The source code conversion method includes a procedure for converting a source code to be inspected into an inspection code described in an input language of a model checker using a plurality of conversion rules, and the conversion rule is an implementation-generalization conversion rule. And abstraction conversion rules and generalization-inspection conversion rules, and conversion is performed in stages. Accordingly, when following the design change of the source code to be inspected, only the conversion rule related to the change among the plurality of conversion rules may be changed, and the change can be minimized. In addition, the implementation model, the generalization model, and the inspection model are each defined in the meta model, and by adding constraints, it is possible to verify that the conversion result by the conversion rule is not illegal. As a result, it is possible to prevent an increase in the verification cost of the conversion rule, which is caused by realizing a series of processes for converting the source code to be inspected while abstracting it into the inspection code by combining the fine-grained conversion rules. .

In addition, by possessing an interface for inputting multiple conversion rules divided into fine granularities, users can select the conversion rule according to the property to be inspected and the inspection level when changing the level of abstraction.・ Easily realized by input operation. This solves the problem that it is difficult to change the level of abstraction. For example, if there is a specific defect that occurs only during repeated execution, it is not possible to detect the specific defect by removing the repetition, but it is still possible to detect a defect that does not include the cause of the repetition. In addition, the number of states can be greatly reduced.

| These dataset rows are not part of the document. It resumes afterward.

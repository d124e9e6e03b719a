// Rust guideline compliant 2026-02-06

//! Argument helpers for the gviz CLI.

use gviz_core::{Error, Message, MessageKind, Result};
use std::io::Read;

/// Parses a `reason[:summary[:detail]]` message specification.
///
/// Empty summary or detail parts are treated as absent. The detail keeps
/// any further colons verbatim.
///
/// # Errors
///
/// Returns [`Error::InvalidMessage`] if the reason is empty.
pub fn parse_message_spec(kind: MessageKind, spec: &str) -> Result<Message> {
    let mut parts = spec.splitn(3, ':');
    let reason = parts.next().unwrap_or_default().trim();
    if reason.is_empty() {
        return Err(Error::InvalidMessage(format!(
            "{} spec '{}' has no reason",
            kind, spec
        )));
    }

    let summary = parts.next().filter(|s| !s.is_empty()).map(str::to_string);
    let detail = parts.next().filter(|s| !s.is_empty()).map(str::to_string);
    Ok(Message::new(kind, reason, summary, detail))
}

/// Reads a pre-serialized table from a file path, or stdin for `-`.
///
/// Trailing newlines are trimmed so the table splices cleanly into the body.
///
/// # Errors
///
/// Returns an error if the file or stdin cannot be read.
pub fn read_table(path: &str) -> Result<String> {
    let content = if path == "-" {
        let mut buffer = String::new();
        std::io::stdin().read_to_string(&mut buffer)?;
        buffer
    } else {
        std::fs::read_to_string(path)?
    };
    Ok(content.trim_end_matches(&['\r', '\n'][..]).to_string())
}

Furthermore, by storing and reusing model conversion rules in the database, it becomes possible to respond to design changes of inspection source code and application to other software at low cost.

In order to inspect with different inspection tools, when outputting in the inspection tool format, only the meta / inspection model and generalization-inspection conversion rules need to be created, and the creation part can be minimized. . This solves the problem of high cost when inspecting with different model checkers.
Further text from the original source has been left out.